_Assignment:_
Every line of the entries below that carries the string "depth" should be copied.

___ Data records ___

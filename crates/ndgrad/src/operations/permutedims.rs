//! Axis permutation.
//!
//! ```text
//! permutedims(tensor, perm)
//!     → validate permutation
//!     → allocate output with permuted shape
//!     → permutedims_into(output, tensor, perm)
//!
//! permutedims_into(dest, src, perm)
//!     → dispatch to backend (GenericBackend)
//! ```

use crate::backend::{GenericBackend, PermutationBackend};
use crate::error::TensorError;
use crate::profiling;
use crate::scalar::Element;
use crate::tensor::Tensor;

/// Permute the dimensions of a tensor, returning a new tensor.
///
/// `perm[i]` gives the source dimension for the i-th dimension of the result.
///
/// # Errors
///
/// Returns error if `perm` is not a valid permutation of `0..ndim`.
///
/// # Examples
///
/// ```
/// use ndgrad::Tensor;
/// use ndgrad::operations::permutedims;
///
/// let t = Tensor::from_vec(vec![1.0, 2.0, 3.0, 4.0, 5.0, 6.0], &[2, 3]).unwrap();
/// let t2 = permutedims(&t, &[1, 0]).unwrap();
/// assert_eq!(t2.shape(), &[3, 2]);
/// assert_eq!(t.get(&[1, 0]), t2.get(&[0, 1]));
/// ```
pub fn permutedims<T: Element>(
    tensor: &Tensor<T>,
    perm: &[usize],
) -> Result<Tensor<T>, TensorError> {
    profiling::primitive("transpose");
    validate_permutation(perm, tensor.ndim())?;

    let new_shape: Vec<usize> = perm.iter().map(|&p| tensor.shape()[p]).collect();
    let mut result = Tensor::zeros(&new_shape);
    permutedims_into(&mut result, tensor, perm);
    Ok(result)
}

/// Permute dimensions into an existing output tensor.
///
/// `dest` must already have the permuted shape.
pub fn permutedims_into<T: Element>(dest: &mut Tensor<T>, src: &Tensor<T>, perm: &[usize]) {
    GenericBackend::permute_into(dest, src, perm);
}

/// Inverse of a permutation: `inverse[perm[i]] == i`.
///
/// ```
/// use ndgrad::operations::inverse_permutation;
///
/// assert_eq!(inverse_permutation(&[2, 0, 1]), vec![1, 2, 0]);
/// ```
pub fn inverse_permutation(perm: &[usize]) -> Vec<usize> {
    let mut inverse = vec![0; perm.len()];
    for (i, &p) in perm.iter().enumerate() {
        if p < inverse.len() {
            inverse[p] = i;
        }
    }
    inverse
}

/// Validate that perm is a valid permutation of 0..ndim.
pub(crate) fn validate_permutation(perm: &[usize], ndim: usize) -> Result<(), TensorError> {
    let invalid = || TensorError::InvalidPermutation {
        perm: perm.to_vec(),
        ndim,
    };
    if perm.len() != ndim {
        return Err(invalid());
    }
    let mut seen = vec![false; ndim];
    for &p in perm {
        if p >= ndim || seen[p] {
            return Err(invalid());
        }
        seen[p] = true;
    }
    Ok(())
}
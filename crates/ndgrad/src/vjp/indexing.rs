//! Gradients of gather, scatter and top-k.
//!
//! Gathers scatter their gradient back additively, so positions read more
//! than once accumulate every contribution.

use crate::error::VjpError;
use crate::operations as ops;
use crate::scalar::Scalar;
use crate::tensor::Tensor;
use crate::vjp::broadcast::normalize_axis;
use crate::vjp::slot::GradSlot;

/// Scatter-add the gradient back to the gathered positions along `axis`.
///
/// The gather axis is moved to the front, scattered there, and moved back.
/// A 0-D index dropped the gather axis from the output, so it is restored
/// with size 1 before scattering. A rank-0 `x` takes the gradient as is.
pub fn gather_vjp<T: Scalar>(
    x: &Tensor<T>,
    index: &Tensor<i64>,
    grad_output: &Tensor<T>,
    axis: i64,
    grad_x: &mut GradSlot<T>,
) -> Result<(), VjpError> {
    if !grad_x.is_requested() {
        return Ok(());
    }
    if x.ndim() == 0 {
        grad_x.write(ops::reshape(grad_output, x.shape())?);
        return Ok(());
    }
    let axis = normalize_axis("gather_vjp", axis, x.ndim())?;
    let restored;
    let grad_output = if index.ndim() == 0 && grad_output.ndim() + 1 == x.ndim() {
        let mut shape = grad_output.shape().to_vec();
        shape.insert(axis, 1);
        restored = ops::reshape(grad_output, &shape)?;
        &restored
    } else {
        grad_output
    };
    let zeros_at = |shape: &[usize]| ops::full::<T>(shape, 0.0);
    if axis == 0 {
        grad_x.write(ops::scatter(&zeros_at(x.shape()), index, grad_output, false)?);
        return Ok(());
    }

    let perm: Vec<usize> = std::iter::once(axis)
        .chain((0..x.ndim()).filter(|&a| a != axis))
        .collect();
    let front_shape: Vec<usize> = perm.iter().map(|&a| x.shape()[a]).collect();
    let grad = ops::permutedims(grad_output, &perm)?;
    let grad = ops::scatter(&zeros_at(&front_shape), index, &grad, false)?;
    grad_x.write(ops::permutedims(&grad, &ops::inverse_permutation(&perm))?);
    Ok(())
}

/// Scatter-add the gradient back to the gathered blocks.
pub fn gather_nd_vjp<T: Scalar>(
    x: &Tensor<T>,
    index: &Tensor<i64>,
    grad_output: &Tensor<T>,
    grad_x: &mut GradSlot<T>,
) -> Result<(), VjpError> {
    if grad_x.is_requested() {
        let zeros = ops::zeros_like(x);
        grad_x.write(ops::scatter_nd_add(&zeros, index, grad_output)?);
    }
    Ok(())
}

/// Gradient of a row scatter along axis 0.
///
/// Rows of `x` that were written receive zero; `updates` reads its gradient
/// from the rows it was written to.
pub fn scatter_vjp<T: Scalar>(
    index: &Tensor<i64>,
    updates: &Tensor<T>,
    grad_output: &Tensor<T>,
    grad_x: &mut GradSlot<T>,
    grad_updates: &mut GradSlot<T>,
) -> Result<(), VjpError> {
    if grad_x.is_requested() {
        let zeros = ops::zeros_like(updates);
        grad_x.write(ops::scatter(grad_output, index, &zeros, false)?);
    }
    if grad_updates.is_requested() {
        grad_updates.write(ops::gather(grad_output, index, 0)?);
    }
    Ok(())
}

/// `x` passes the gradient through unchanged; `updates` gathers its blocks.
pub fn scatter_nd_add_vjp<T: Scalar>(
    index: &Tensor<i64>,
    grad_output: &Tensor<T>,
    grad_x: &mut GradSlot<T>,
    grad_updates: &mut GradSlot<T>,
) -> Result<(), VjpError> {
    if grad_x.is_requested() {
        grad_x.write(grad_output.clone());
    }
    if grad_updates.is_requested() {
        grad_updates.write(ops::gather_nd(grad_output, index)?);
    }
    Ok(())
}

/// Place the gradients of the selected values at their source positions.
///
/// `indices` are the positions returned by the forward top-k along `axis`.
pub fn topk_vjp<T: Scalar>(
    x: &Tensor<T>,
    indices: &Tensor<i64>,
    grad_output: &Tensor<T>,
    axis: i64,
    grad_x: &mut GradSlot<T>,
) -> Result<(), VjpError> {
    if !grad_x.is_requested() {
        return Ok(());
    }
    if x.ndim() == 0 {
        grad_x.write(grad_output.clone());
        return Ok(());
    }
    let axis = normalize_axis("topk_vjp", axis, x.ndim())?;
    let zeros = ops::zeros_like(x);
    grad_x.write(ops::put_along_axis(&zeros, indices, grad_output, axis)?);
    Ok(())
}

___
___ Data records ___

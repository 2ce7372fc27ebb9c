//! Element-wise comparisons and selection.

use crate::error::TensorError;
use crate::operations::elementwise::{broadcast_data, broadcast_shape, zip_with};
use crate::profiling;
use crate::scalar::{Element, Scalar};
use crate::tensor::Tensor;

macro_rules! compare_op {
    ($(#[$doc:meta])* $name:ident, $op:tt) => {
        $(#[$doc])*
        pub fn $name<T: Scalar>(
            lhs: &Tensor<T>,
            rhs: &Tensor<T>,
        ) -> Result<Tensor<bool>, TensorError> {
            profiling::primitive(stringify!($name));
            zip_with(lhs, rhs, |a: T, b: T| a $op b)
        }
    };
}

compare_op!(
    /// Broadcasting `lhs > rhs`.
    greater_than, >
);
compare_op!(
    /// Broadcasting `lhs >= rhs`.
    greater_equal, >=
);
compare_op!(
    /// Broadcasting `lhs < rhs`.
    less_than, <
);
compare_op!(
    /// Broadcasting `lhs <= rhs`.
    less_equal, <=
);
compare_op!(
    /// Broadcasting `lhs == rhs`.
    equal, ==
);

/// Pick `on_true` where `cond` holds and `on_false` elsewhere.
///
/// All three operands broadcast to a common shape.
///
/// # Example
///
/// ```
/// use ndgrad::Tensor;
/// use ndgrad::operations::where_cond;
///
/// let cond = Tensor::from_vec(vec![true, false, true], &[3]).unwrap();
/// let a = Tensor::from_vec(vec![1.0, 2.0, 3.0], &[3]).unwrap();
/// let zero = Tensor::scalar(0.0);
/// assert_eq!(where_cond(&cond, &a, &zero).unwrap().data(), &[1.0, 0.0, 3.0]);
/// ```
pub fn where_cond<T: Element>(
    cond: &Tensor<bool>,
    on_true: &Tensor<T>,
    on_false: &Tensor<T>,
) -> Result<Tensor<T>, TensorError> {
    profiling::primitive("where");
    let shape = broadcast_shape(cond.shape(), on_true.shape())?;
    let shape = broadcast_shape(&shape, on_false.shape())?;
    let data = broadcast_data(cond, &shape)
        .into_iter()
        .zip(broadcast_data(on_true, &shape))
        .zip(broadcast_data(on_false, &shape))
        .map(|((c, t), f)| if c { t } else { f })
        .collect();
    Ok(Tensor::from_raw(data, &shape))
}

___
___ Data records ___

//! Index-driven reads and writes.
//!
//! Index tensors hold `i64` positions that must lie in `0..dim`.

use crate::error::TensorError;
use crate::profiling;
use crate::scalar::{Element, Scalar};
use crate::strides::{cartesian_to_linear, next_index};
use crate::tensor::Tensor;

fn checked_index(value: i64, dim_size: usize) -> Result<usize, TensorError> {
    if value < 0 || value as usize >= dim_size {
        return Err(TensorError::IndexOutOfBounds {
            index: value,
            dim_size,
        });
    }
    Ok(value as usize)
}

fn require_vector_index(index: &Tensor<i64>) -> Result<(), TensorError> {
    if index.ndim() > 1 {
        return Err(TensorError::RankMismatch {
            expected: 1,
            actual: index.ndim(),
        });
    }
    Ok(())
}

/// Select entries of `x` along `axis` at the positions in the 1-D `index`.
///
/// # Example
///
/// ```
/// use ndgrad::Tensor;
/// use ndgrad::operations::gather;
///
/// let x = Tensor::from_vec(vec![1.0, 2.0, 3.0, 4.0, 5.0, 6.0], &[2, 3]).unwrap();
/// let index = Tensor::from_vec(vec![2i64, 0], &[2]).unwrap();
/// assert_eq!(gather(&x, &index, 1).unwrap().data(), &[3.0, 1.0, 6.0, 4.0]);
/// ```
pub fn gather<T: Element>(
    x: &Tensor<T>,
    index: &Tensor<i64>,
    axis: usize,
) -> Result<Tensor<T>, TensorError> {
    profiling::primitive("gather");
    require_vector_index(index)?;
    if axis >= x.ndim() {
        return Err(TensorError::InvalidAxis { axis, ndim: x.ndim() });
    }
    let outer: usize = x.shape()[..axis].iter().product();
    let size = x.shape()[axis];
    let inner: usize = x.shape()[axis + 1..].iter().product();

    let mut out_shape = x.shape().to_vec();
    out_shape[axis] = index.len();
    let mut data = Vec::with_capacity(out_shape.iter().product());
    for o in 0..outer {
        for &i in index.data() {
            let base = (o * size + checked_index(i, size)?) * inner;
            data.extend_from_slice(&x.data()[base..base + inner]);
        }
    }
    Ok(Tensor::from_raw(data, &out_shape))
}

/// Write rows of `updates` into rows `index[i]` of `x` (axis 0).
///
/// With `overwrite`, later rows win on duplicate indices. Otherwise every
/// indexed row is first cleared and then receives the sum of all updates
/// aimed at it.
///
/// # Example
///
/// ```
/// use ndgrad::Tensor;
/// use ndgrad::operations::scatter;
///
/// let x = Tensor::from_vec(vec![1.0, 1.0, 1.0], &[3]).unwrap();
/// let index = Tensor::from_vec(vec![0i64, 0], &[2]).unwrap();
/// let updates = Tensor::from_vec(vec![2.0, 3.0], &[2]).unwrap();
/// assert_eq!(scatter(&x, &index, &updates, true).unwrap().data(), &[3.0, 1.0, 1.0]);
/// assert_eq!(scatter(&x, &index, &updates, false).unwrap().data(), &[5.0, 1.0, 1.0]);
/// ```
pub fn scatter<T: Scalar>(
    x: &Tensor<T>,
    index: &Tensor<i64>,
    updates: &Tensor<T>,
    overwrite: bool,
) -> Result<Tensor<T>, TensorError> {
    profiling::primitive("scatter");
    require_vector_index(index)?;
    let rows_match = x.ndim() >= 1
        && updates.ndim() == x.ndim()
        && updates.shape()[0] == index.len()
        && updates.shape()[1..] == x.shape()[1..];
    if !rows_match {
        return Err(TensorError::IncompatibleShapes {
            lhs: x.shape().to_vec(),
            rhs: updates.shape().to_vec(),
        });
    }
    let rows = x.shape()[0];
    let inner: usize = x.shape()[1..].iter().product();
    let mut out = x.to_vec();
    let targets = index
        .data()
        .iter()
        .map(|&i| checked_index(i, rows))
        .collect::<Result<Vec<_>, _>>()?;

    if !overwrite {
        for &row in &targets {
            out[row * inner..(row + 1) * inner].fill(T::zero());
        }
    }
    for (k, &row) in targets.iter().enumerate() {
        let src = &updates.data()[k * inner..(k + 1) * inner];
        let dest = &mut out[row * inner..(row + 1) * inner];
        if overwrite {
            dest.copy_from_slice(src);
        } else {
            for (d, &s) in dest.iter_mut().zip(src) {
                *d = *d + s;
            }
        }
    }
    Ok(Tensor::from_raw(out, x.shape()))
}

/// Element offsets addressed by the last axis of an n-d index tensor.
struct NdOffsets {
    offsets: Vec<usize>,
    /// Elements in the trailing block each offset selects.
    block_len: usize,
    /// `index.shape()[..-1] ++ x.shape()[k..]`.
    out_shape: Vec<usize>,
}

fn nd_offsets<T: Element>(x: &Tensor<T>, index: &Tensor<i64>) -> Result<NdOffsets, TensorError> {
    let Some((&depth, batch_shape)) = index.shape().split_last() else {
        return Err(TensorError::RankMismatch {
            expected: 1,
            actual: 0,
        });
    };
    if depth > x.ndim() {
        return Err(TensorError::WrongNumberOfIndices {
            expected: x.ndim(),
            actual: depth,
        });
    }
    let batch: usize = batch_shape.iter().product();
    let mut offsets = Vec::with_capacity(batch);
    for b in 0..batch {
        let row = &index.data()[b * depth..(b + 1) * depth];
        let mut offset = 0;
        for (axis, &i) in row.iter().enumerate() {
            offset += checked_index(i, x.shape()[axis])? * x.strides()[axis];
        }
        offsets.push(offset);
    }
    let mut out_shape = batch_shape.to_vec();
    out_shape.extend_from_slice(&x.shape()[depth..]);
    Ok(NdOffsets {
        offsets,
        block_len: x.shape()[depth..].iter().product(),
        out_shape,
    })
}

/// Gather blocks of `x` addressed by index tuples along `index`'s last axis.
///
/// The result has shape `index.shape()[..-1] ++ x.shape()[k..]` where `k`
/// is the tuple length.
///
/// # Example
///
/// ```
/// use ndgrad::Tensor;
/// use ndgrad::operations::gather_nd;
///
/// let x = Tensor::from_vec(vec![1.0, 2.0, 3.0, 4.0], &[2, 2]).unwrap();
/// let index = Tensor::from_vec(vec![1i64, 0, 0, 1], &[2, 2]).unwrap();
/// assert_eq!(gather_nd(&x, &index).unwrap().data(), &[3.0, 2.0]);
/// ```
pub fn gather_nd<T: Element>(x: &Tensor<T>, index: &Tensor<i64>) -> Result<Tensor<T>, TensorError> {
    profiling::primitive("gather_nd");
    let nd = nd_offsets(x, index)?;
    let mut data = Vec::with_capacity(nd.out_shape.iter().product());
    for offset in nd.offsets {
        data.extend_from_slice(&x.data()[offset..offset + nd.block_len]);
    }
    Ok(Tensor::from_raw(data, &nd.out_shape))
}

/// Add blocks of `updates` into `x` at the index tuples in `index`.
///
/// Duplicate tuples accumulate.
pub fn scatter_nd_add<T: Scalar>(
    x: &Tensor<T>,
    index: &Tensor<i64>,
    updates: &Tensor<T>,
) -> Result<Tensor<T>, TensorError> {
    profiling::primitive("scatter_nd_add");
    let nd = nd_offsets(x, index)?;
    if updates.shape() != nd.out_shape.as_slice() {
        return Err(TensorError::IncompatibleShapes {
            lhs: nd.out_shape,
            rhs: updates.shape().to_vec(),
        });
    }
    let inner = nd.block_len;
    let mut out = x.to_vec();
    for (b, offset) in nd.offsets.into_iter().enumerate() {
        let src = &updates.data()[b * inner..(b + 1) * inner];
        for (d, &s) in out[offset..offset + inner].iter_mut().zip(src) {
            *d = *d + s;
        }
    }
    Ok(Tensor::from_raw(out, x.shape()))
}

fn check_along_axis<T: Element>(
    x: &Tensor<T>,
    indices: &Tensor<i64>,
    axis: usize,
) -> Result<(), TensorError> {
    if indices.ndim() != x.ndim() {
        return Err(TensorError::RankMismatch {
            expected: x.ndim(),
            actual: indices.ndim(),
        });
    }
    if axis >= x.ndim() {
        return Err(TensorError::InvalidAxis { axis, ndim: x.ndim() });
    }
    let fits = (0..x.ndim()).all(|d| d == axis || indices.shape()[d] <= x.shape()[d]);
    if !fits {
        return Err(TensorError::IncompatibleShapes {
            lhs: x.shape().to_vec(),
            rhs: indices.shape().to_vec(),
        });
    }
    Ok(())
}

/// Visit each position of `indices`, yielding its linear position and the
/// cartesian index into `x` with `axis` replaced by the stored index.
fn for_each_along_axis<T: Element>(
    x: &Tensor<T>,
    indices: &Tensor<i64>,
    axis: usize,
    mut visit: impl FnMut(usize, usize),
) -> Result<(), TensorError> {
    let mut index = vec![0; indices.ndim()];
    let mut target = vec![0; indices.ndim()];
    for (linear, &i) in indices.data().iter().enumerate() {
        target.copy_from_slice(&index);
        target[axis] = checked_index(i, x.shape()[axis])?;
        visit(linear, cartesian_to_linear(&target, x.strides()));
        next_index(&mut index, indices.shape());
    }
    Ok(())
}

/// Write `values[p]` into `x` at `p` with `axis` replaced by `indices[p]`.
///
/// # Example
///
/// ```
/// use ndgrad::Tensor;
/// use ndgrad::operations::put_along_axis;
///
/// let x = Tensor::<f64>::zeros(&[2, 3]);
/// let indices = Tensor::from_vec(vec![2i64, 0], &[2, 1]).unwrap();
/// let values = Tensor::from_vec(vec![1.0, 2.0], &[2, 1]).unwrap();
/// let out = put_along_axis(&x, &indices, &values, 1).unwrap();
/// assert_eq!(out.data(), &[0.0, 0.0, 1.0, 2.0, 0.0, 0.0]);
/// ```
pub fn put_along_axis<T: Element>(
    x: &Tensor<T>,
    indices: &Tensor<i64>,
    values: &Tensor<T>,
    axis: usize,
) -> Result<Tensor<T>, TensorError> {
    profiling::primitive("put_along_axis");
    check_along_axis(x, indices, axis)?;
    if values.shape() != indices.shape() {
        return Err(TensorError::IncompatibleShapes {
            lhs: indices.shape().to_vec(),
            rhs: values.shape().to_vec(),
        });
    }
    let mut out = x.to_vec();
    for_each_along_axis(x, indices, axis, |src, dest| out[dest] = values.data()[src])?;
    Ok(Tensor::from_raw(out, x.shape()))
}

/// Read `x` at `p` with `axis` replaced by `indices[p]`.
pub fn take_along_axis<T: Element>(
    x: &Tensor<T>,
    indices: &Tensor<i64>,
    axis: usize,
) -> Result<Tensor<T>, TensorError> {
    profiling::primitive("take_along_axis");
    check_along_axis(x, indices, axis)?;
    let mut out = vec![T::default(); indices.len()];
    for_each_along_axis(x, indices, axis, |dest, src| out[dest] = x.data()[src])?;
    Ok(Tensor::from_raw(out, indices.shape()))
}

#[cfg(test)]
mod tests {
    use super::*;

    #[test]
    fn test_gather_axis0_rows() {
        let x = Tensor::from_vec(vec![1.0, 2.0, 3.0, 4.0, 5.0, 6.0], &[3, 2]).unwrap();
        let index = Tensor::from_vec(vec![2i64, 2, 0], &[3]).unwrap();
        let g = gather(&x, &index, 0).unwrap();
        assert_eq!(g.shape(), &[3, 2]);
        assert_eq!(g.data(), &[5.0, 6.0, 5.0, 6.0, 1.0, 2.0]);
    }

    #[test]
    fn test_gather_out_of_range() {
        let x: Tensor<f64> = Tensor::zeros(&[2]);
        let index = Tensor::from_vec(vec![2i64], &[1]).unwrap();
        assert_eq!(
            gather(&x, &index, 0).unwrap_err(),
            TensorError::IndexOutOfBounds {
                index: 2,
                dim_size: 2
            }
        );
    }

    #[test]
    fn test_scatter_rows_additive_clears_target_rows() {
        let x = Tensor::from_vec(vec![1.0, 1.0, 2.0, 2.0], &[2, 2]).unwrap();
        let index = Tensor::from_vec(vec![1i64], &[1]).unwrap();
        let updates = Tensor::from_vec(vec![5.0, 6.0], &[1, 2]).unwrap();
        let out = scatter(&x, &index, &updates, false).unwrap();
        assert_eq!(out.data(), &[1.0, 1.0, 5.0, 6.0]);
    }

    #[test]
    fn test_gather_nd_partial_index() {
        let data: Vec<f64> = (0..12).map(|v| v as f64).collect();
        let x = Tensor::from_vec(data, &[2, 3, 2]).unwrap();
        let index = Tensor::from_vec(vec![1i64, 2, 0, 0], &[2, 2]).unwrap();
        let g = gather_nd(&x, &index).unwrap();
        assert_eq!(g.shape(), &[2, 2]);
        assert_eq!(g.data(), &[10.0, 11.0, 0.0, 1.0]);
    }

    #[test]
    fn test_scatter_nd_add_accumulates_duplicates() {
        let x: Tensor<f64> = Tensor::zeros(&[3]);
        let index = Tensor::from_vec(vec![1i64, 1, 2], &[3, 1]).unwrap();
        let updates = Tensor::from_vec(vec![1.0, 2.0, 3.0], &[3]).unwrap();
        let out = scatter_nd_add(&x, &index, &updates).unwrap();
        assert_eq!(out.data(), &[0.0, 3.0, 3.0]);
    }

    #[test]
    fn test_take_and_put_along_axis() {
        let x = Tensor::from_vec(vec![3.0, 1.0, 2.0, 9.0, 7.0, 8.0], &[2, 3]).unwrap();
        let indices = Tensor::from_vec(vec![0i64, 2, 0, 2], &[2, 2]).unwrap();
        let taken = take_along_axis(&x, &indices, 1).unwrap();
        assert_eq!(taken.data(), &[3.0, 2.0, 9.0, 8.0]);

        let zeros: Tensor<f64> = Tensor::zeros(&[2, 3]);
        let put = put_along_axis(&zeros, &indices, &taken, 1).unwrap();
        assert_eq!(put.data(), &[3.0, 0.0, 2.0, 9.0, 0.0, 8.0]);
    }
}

___

_The answer:_
    let Some((&depth, batch_shape)) = index.shape().split_last() else {
    if depth > x.ndim() {
            actual: depth,
        let row = &index.data()[b * depth..(b + 1) * depth];
    out_shape.extend_from_slice(&x.shape()[depth..]);
        block_len: x.shape()[depth..].iter().product(),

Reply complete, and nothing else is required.